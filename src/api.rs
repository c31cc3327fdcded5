// SPDX-License-Identifier: MIT
//! Operation dispatch, argument validation, and result shape
//!
//! This is the boundary a host runtime's FFI glue (out of scope for this
//! crate) would call into: one function per supported operation, each
//! taking a [Handle] and returning a [Result<OpOutcome, Error>]. Argument
//! admission (via [crate::term::admit]) always runs before a handle is
//! resolved or a lock is taken, so a submission of an inadmissible term
//! never touches the container.

use crate::concurrency::with_locked;
use crate::config::Config;
use crate::error::Error;
use crate::registry::{self, Handle};
use crate::set::{AddOutcome, FindIndexOutcome, RemoveOutcome};
use crate::term::{admit, RawTerm, Term};


/// The tagged result of a dispatched operation
///
/// A single closed enum stands in for the tagged result every operation
/// produces; translating it into whatever wire format a host runtime
/// expects is the term-encoding boundary's job, not this crate's.
#[derive(Debug, Clone, PartialEq)]
pub enum OpOutcome {
    /// `add`: the term was absent and is now present at this global index
    Added(usize),
    /// `add`: the term was already present at this global index
    Duplicate(usize),
    /// `remove`: the term was present and has been removed from this index
    Removed(usize),
    /// `remove` / `find_index`: the term was not present
    NotFound,
    /// `at`: the element at the requested index
    Element(Term),
    /// `at`: the requested index was outside `[0, size)`
    OutOfBounds,
    /// `find_index`: the term's global index
    Index(usize),
    /// `slice` / `to_list`: an ordered sequence of terms
    Sequence(Vec<Term>),
    /// `size`
    Size(usize),
    /// `debug`
    Debug(String),
    /// `append_bucket`: no value to report beyond success
    Ok,
}

/// `new(capacity, bucket_size)`: construct a container pre-populated with one empty bucket
pub fn new(config: Config) -> Handle {
    let handle = registry::new(config);
    tracing::debug!(handle = handle.id(), op = "new", "dispatched");
    handle
}

/// `empty(capacity, bucket_size)`: construct a bucket-less container for bulk loading
pub fn empty(config: Config) -> Handle {
    let handle = registry::empty(config);
    tracing::debug!(handle = handle.id(), op = "empty", "dispatched");
    handle
}

/// `append_bucket(h, terms)`: trusted bulk-append of pre-sorted, deduplicated terms
pub fn append_bucket(handle: &Handle, terms: Vec<RawTerm>) -> Result<OpOutcome, Error> {
    tracing::debug!(handle = handle.id(), op = "append_bucket", "dispatched");
    let admitted = terms.into_iter().map(admit).collect::<Result<Vec<_>, _>>()?;
    let guarded = handle.resolve()?;
    with_locked(&guarded, |set| set.append_bucket(admitted))??;
    Ok(OpOutcome::Ok)
}

/// `add(h, term)`: insert `term`, reporting its global index either way
pub fn add(handle: &Handle, term: RawTerm) -> Result<OpOutcome, Error> {
    tracing::debug!(handle = handle.id(), op = "add", "dispatched");
    let term = admit(term)?;
    let guarded = handle.resolve()?;
    let outcome = with_locked(&guarded, |set| set.add(term))?;
    Ok(match outcome {
        AddOutcome::Added(i) => OpOutcome::Added(i),
        AddOutcome::Duplicate(i) => OpOutcome::Duplicate(i),
    })
}

/// `remove(h, term)`: remove `term`, reporting its prior global index
pub fn remove(handle: &Handle, term: RawTerm) -> Result<OpOutcome, Error> {
    tracing::debug!(handle = handle.id(), op = "remove", "dispatched");
    let term = admit(term)?;
    let guarded = handle.resolve()?;
    let outcome = with_locked(&guarded, |set| set.remove(&term))?;
    Ok(match outcome {
        RemoveOutcome::Removed(i) => OpOutcome::Removed(i),
        RemoveOutcome::NotFound => OpOutcome::NotFound,
    })
}

/// `at(h, i)`: positional access; out-of-bounds is an ordinary result, not an error
pub fn at(handle: &Handle, i: usize) -> Result<OpOutcome, Error> {
    tracing::debug!(handle = handle.id(), op = "at", "dispatched");
    let guarded = handle.resolve()?;
    let found = with_locked(&guarded, |set| set.at(i).cloned())?;
    Ok(found.map_or(OpOutcome::OutOfBounds, OpOutcome::Element))
}

/// `slice(h, start, amount)`: up to `amount` consecutive terms from `start`
pub fn slice(handle: &Handle, start: usize, amount: usize) -> Result<OpOutcome, Error> {
    tracing::debug!(handle = handle.id(), op = "slice", "dispatched");
    let guarded = handle.resolve()?;
    let terms = with_locked(&guarded, |set| set.slice(start, amount))?;
    Ok(OpOutcome::Sequence(terms))
}

/// `find_index(h, term)`: locate `term` and map it to its global index
pub fn find_index(handle: &Handle, term: RawTerm) -> Result<OpOutcome, Error> {
    tracing::debug!(handle = handle.id(), op = "find_index", "dispatched");
    let term = admit(term)?;
    let guarded = handle.resolve()?;
    let outcome = with_locked(&guarded, |set| set.find_index(&term))?;
    Ok(match outcome {
        FindIndexOutcome::Found(i) => OpOutcome::Index(i),
        FindIndexOutcome::NotFound => OpOutcome::NotFound,
    })
}

/// `size(h)`: total number of terms
pub fn size(handle: &Handle) -> Result<OpOutcome, Error> {
    tracing::debug!(handle = handle.id(), op = "size", "dispatched");
    let guarded = handle.resolve()?;
    let size = with_locked(&guarded, |set| set.size())?;
    Ok(OpOutcome::Size(size))
}

/// `to_list(h)`: the full concatenation of buckets, in order
pub fn to_list(handle: &Handle) -> Result<OpOutcome, Error> {
    tracing::debug!(handle = handle.id(), op = "to_list", "dispatched");
    let guarded = handle.resolve()?;
    let terms = with_locked(&guarded, |set| set.to_list())?;
    Ok(OpOutcome::Sequence(terms))
}

/// `debug(h)`: structural rendering of the outer/inner layout
pub fn debug(handle: &Handle) -> Result<OpOutcome, Error> {
    tracing::debug!(handle = handle.id(), op = "debug", "dispatched");
    let guarded = handle.resolve()?;
    let rendering = with_locked(&guarded, |set| set.debug())?;
    Ok(OpOutcome::Debug(rendering))
}


#[cfg(test)]
mod tests {
    use super::*;
    use num_bigint::BigInt;
    use std::sync::Arc;

    fn int(n: i64) -> RawTerm {
        RawTerm::Integer(BigInt::from(n))
    }

    #[test]
    fn add_reports_added_then_duplicate() {
        let handle = new(Config::new(2, 2));
        assert_eq!(add(&handle, int(5)).unwrap(), OpOutcome::Added(0));
        assert_eq!(add(&handle, int(5)).unwrap(), OpOutcome::Duplicate(0));
    }

    #[test]
    fn add_rejects_unsupported_type() {
        let handle = new(Config::default());
        assert_eq!(add(&handle, RawTerm::Float(1.0)), Err(Error::UnsupportedType));
        assert_eq!(size(&handle).unwrap(), OpOutcome::Size(0));
    }

    #[test]
    fn at_out_of_bounds_is_a_result_not_an_error() {
        let handle = new(Config::default());
        assert_eq!(at(&handle, 0).unwrap(), OpOutcome::OutOfBounds);
    }

    #[test]
    fn bad_reference_after_handle_is_dropped() {
        let handle = new(Config::default());
        let id = handle.id();
        drop(handle);
        let stale = crate::registry::Handle::from_raw_id_for_test(id);
        assert_eq!(size(&stale), Err(Error::BadReference));
    }

    #[test]
    fn unknown_raw_term_container_type_is_rejected_deeply() {
        let handle = new(Config::default());
        let bad = RawTerm::Tuple(vec![int(1), RawTerm::Pid]);
        assert_eq!(add(&handle, bad), Err(Error::UnsupportedType));
        assert_eq!(to_list(&handle).unwrap(), OpOutcome::Sequence(vec![]));
    }

    #[test]
    fn cloning_a_handle_keeps_the_container_alive_for_concurrent_dispatch() {
        let handle = new(Config::default());
        let other = handle.clone();
        add(&handle, int(1)).unwrap();
        assert_eq!(size(&other).unwrap(), OpOutcome::Size(1));
        drop(other);
        assert_eq!(size(&handle).unwrap(), OpOutcome::Size(1));
        let _keep_alive: Arc<()> = Arc::new(());
    }
}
------------------------------------------------------------------------
PROBLEM REQUIREMENTS
What is needed is a verbatim copy of every line in the records above from the one containing "pub fn add(handle: &Handle, term: RawTerm)" down to the one containing "consecutive terms from", both included, and nothing more.

SOLUTION FOR THIS EXERCISE
pub fn add(handle: &Handle, term: RawTerm) -> Result<OpOutcome, Error> {
    tracing::debug!(handle = handle.id(), op = "add", "dispatched");
    let term = admit(term)?;
    let guarded = handle.resolve()?;
    let outcome = with_locked(&guarded, |set| set.add(term))?;
    Ok(match outcome {
        AddOutcome::Added(i) => OpOutcome::Added(i),
        AddOutcome::Duplicate(i) => OpOutcome::Duplicate(i),
    })
}

/// `remove(h, term)`: remove `term`, reporting its prior global index
pub fn remove(handle: &Handle, term: RawTerm) -> Result<OpOutcome, Error> {
    tracing::debug!(handle = handle.id(), op = "remove", "dispatched");
    let term = admit(term)?;
    let guarded = handle.resolve()?;
    let outcome = with_locked(&guarded, |set| set.remove(&term))?;
    Ok(match outcome {
        RemoveOutcome::Removed(i) => OpOutcome::Removed(i),
        RemoveOutcome::NotFound => OpOutcome::NotFound,
    })
}

/// `at(h, i)`: positional access; out-of-bounds is an ordinary result, not an error
pub fn at(handle: &Handle, i: usize) -> Result<OpOutcome, Error> {
    tracing::debug!(handle = handle.id(), op = "at", "dispatched");
    let guarded = handle.resolve()?;
    let found = with_locked(&guarded, |set| set.at(i).cloned())?;
    Ok(found.map_or(OpOutcome::OutOfBounds, OpOutcome::Element))
}

/// `slice(h, start, amount)`: up to `amount` consecutive terms from `start`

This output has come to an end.